On our way out to visit a friend for his birthday celebration, I opened up to my husband, Michel.  I told him just how down I was feeling, etc.  I then proceeded to have a good cry.  I felt like a terrible Stoic, breaking down under the weight that I was feeling.  I then proceeded to think of things that I would like to change in my life...   My weight, lack of motivation, opportunities for musical expression, etc. and realized that I can certainly make my best efforts to mitigate the circumstances.  Even then all of the things that are important to me, most of these things are NOT in my control.

It is the societal pressure of success that was the underlying factor to my depression.  Success as society sees it is the Career (note the capital C) and the Lifestyle.  I am not successful in society's terms as I have no Career and cannot sustain the kind of Lifestyle that we are supposed to want in today's society.  I am a woman, aspiring Stoic, wife, mother, lover, friend, mentor to some, spiritual adviser to others.  All of these roles are WHO I am.
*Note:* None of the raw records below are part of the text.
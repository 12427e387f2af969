//! Metaline Core - common infrastructure for the harvesting pipeline
//!
//! This crate provides the building blocks shared by the OAI-PMH harvester
//! and the enrichment stage: the framed worker channel, the bounded worker
//! pool, the retrying HTTP helper, and logging/progress plumbing.
#![feature(unix_socket_peek)]

pub mod channel;
pub mod fetch;
pub mod logging;
pub mod pool;
pub mod progress;
pub mod shutdown;

// Re-exports for convenience
pub use channel::{Channel, ChannelError};
pub use fetch::{FetchError, Fetcher, SHARED_RUNTIME, http_client};
pub use logging::{IndicatifLogger, init_logging};
pub use pool::{DEFAULT_MAX_QUEUE, InitFn, PoolError, RunFn, WorkerExit, WorkerPool};
pub use progress::{ProgressContext, SharedProgress, fmt_num};
pub use shutdown::{
    install_interrupt_handler, is_shutdown_requested, request_shutdown, shutdown_flag,
};
//! Metaline Enrich - vocabulary enrichment for harvested records
//!
//! Resolves SKOS concept URIs found in flat documents to their preferred and
//! alternate labels, with a local cache in front of the vocabulary service.

pub mod cache;
pub mod document;
pub mod enricher;

// Re-exports
pub use cache::{CachedLabels, LabelCache, MemoryLabelCache};
pub use document::FlatDocument;
pub use enricher::{EnrichConfig, Enricher, URI_FIELD_SUFFIX, VocabularyClient};
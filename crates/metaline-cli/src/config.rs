//! Configuration loading from TOML files.

use std::collections::BTreeMap;
use std::path::PathBuf;

use anyhow::{Context, Result};
use serde::Deserialize;

use metaline_enrich::EnrichConfig;
use metaline_oai::SourceConfig;

/// Global configuration for metaline.
#[derive(Debug, Clone, Deserialize, Default)]
#[serde(default)]
pub struct Config {
    pub http: HttpConfig,
    pub workers: WorkersConfig,
    pub state: StateConfig,
    pub output: OutputConfig,
    pub enrichment: EnrichConfig,
    pub sources: BTreeMap<String, SourceConfig>,
}

#[derive(Debug, Clone, Deserialize)]
#[serde(default)]
pub struct HttpConfig {
    /// Attempts per request before giving up.
    pub max_tries: u32,
    /// Fixed wait between attempts, in seconds.
    pub retry_wait_secs: u64,
    pub user_agent: String,
}

impl Default for HttpConfig {
    fn default() -> Self {
        Self {
            max_tries: 5,
            retry_wait_secs: 30,
            user_agent: format!("metaline/{}", env!("CARGO_PKG_VERSION")),
        }
    }
}

#[derive(Debug, Clone, Copy, Deserialize)]
#[serde(default)]
pub struct WorkersConfig {
    pub count: usize,
    pub max_queue: usize,
}

impl Default for WorkersConfig {
    fn default() -> Self {
        let cpus = std::thread::available_parallelism()
            .map(|n| n.get())
            .unwrap_or(4);
        Self {
            count: cpus.min(8),
            max_queue: metaline_core::DEFAULT_MAX_QUEUE,
        }
    }
}

#[derive(Debug, Clone, Deserialize)]
#[serde(default)]
pub struct StateConfig {
    pub path: PathBuf,
}

impl Default for StateConfig {
    fn default() -> Self {
        Self {
            path: PathBuf::from("./data/harvest-state.json"),
        }
    }
}

#[derive(Debug, Clone, Deserialize)]
#[serde(default)]
pub struct OutputConfig {
    pub dir: PathBuf,
}

impl Default for OutputConfig {
    fn default() -> Self {
        Self {
            dir: PathBuf::from("./data"),
        }
    }
}

impl Config {
    /// Load configuration from default locations.
    ///
    /// Search order:
    /// 1. ./metaline.toml (current directory)
    /// 2. ~/.config/metaline/config.toml
    ///
    /// Falls back to defaults when no file is found.
    pub fn load() -> Result<Self> {
        let local_config = PathBuf::from("metaline.toml");
        if local_config.exists() {
            return Self::from_file(&local_config);
        }

        if let Some(dirs) = directories::ProjectDirs::from("", "", "metaline") {
            let user_config = dirs.config_dir().join("config.toml");
            if user_config.exists() {
                return Self::from_file(&user_config);
            }
        }

        log::debug!("No config file found, using defaults");
        Ok(Self::default())
    }

    /// Load configuration from a specific file.
    pub fn from_file(path: &PathBuf) -> Result<Self> {
        let content = std::fs::read_to_string(path)
            .with_context(|| format!("Failed to read config file: {}", path.display()))?;
        let config: Config = toml::from_str(&content)
            .with_context(|| format!("Failed to parse config file: {}", path.display()))?;
        config.validate()?;
        log::info!("Loaded config from {}", path.display());
        Ok(config)
    }

    pub fn validate(&self) -> Result<()> {
        for (name, source) in &self.sources {
            source.validate(name)?;
        }
        Ok(())
    }
}

#[cfg(test)]
mod tests {
    use super::*;

    #[test]
    fn default_config() {
        let config = Config::default();
        assert_eq!(config.http.max_tries, 5);
        assert!(config.workers.count >= 1);
        assert!(config.sources.is_empty());
    }

    #[test]
    fn parse_full_toml() {
        let toml = r#"
[http]
max_tries = 3
retry_wait_secs = 1

[workers]
count = 2
max_queue = 4

[state]
path = "/tmp/state.json"

[enrichment]
base_url = "https://vocab.example.org"
url_prefix_whitelist = ["http://vocab.example.org/"]

[sources.alpha]
url = "https://repo.example.org/oai"
set = "maps"
ignore_no_records_match = true

[sources.beta]
url = "https://other.example.org/oai"
metadata_prefix = "marc21"
"#;
        let config: Config = toml::from_str(toml).unwrap();
        config.validate().unwrap();
        assert_eq!(config.http.max_tries, 3);
        assert_eq!(config.workers.count, 2);
        assert_eq!(config.sources.len(), 2);
        assert_eq!(config.sources["alpha"].set.as_deref(), Some("maps"));
        assert_eq!(config.sources["beta"].metadata_prefix, "marc21");
        // Defaults flow into partially specified sources.
        assert_eq!(config.sources["alpha"].metadata_prefix, "oai_dc");
        assert_eq!(config.sources["alpha"].same_resumption_token_limit, 100);
    }

    #[test]
    fn validate_flags_bad_source() {
        let toml = r#"
[sources.broken]
id_search = ["a"]
"#;
        let config: Config = toml::from_str(toml).unwrap();
        assert!(config.validate().is_err());
    }
}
I am living my life as a voyage, a voyage to wonder.  Like a sailboat there will need to be course corrections from time to time when the winds of society threaten to take me off of my course.  Yesterday was a day of course evaluations and now to get back to some corrections to keep me steady as the wind blows.  Destination:  The second star to the right and straight on until morning!

Monday, June 18, 2012

"Broken down at the side of the road"


I am feeling rather worn down lately, experiencing a lot of pain in my bones and joints and somewhat emotionally fragile.  My mother is going through a health crisis which has her in a hospital and unsure of what the prognosis is going to be.  At the moment she is unable to put any weight on her legs without being in excruciating pain.  We are hopeful that she will be able to gain her mobility back but it is by no means a certain thing.  There are implications due to her diagnosis that have impacted my health outlook and that of my immediate family members, sisters and children.  It appears that more than one of us might also be suffering the effects of this genetic illness, myself included.
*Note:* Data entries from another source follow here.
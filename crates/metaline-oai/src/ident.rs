//! Record identifier normalization.
//!
//! A raw OAI identifier is first stripped of the configured prefix, then run
//! through the ordered list of rewrite rules. Rules are position-correlated
//! pairs (`id_search[i]` rewrites to `id_replace[i]`) and must be applied in
//! order: migrated configurations rely on earlier rules feeding later ones.

use anyhow::{Context, Result, ensure};
use regex::Regex;

/// Prefix strip + regex rewrite pipeline.
#[derive(Debug)]
pub struct IdNormalizer {
    prefix: Option<String>,
    rules: Vec<(Regex, String)>,
}

impl IdNormalizer {
    pub fn new(prefix: Option<&str>, search: &[String], replace: &[String]) -> Result<Self> {
        ensure!(
            search.len() == replace.len(),
            "id_search has {} patterns but id_replace has {} replacements",
            search.len(),
            replace.len()
        );
        let rules = search
            .iter()
            .zip(replace)
            .map(|(pattern, replacement)| {
                Ok((compile_rule(pattern)?, replacement.clone()))
            })
            .collect::<Result<Vec<_>>>()?;
        Ok(Self {
            prefix: prefix.filter(|p| !p.is_empty()).map(str::to_string),
            rules,
        })
    }

    /// Normalize a raw identifier.
    pub fn normalize(&self, raw: &str) -> String {
        let mut id = match &self.prefix {
            Some(prefix) => raw.strip_prefix(prefix.as_str()).unwrap_or(raw),
            None => raw,
        }
        .to_string();
        for (pattern, replacement) in &self.rules {
            id = pattern.replace_all(&id, replacement.as_str()).into_owned();
        }
        id
    }
}

/// Compile one rewrite pattern.
///
/// Patterns may carry `/expr/flags` delimiters as found in legacy source
/// configurations; only the `i` flag is honored. Bare patterns are compiled
/// verbatim.
fn compile_rule(pattern: &str) -> Result<Regex> {
    let (body, flags) = split_delimited(pattern);
    let expr = if flags.contains('i') {
        format!("(?i){body}")
    } else {
        body.to_string()
    };
    Regex::new(&expr).with_context(|| format!("invalid id rewrite pattern {pattern:?}"))
}

fn split_delimited(pattern: &str) -> (&str, &str) {
    if let Some(rest) = pattern.strip_prefix('/') {
        if let Some(pos) = rest.rfind('/') {
            return (&rest[..pos], &rest[pos + 1..]);
        }
    }
    (pattern, "")
}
After 9 hours of travel over a 36 hour period, sleeping in a "strange" bed and a lot of walking through hospital hallways, I am feeling very tired and achy today.  Hopefully today will be the day that we get a better idea of what the prognosis is for my mother and whether she will fully recuperate or whether the disease has done too much damage and that life needs to adjust accordingly.  In this circumstance I must be patient with the cloud of unknowing...  unable to plan or act due to a lack of the details.  This is out of my control...  I must bow to the fact that I am not in control of this situation and must let it go until we have enough information to act upon.

The implications to my own life from this information is not yet apparent.  I have to get tested and will then have to rationalize how the results of those tests impact our life, my husband and mine, moving forward.  Once again, determining what is in our control and what is not, and taking appropriate action based on those conclusions.
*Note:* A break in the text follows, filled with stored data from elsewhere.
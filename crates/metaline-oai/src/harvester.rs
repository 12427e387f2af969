//! Incremental OAI-PMH harvest driver.
//!
//! One request in flight at a time: the resumption token is a server-issued
//! opaque cursor, so pages cannot be fetched in parallel. The driver
//! persists the *server's* response date on clean completion rather than the
//! client clock, so diverging clocks cost overlap instead of records.

use std::time::Instant;

use chrono::{DateTime, NaiveDate, NaiveTime, Utc};

use metaline_core::{FetchError, Fetcher, is_shutdown_requested};

use crate::config::{GranularitySetting, SourceConfig};
use crate::dom::{self, Element};
use crate::error::HarvestError;
use crate::ident::IdNormalizer;
use crate::response::{self, ResponseTransform};
use crate::state::HarvestState;

/// One harvested record handed to the downstream callback.
///
/// `deleted` implies `payload` is `None`; otherwise `payload` is a
/// standalone XML fragment rooted at the metadata element with inherited
/// namespace bindings.
#[derive(Debug, Clone, PartialEq)]
pub struct RecordEnvelope {
    pub source: String,
    pub id: String,
    pub deleted: bool,
    pub payload: Option<String>,
}

/// Record consumer; the returned count accumulates into `changed`.
pub type RecordHandler<'a> = dyn FnMut(RecordEnvelope) -> anyhow::Result<usize> + 'a;

/// Harvest run summary.
#[derive(Debug)]
pub struct Summary {
    pub changed: u64,
    pub deleted: u64,
    pub pages: u64,
    /// Server date persisted on completion (listing runs leave this unset).
    pub harvested_until: Option<String>,
    pub elapsed: std::time::Duration,
}

/// Transport used for OAI requests; scripted implementations drive the
/// state-machine tests.
pub trait OaiBackend {
    fn request(&self, params: &[(&str, &str)]) -> Result<Vec<u8>, FetchError>;
}

/// HTTP transport against a configured base URL.
pub struct HttpBackend<'a> {
    base_url: &'a str,
    fetcher: &'a Fetcher,
}

impl<'a> HttpBackend<'a> {
    pub fn new(base_url: &'a str, fetcher: &'a Fetcher) -> Self {
        Self { base_url, fetcher }
    }
}

impl OaiBackend for HttpBackend<'_> {
    fn request(&self, params: &[(&str, &str)]) -> Result<Vec<u8>, FetchError> {
        let query: Vec<String> = params
            .iter()
            .map(|(k, v)| format!("{k}={}", urlencoding::encode(v)))
            .collect();
        let separator = if self.base_url.contains('?') { '&' } else { '?' };
        let url = format!("{}{separator}{}", self.base_url, query.join("&"));
        let (_status, body) = self.fetcher.get(&url, &[])?;
        Ok(body)
    }
}

/// Negotiated date precision.
#[derive(Debug, Clone, Copy, PartialEq, Eq)]
pub enum Granularity {
    Date,
    Seconds,
}

impl Granularity {
    /// Parse the `<granularity>` value from an Identify response.
    pub fn from_identify(text: &str) -> Option<Self> {
        let text = text.trim();
        if text.eq_ignore_ascii_case("YYYY-MM-DD") {
            Some(Self::Date)
        } else if text.eq_ignore_ascii_case("YYYY-MM-DDThh:mm:ssZ") {
            Some(Self::Seconds)
        } else {
            None
        }
    }

    pub fn format(&self, dt: &DateTime<Utc>) -> String {
        match self {
            Self::Date => dt.format("%Y-%m-%d").to_string(),
            Self::Seconds => dt.format("%Y-%m-%dT%H:%M:%SZ").to_string(),
        }
    }

    /// Re-format a caller-supplied date boundary to this precision.
    pub fn normalize_param(&self, value: &str) -> Result<String, HarvestError> {
        let dt = parse_oai_date(value).ok_or_else(|| HarvestError::BadDate(value.to_string()))?;
        Ok(self.format(&dt))
    }
}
At the moment I feel like a car that is broken down at the side of the road, out of gas and in need of repair.  Hopefully, tomorrow will be a little bit better.




Thursday, June 7, 2012

New Horizons ahead...

and now there are Six of us





Well the wedding went off without a hitch, well one small mixup on the seating plans, but nothing that was even noticed by the majority of those in attendance.  Such a lovely wedding filled with poetry and a reading from Musonius Rufus on Marriage.  Rooms filled with family and friends who came to witness the beginning of a relationship and the expansion of our family unit.

Now the crafting process begins again...  What do we wish our life to look like, what is priority, what matters?  All questions that we need to continue to answer as we craft a life together.  All the while focusing on virtue and fine tuning what matters.  We are now a couple living alone.  No echoes of children or teenagers sound through the house.  The birds have all flown from the nest.  What is our next adventure, what treasures lie just around the river bend?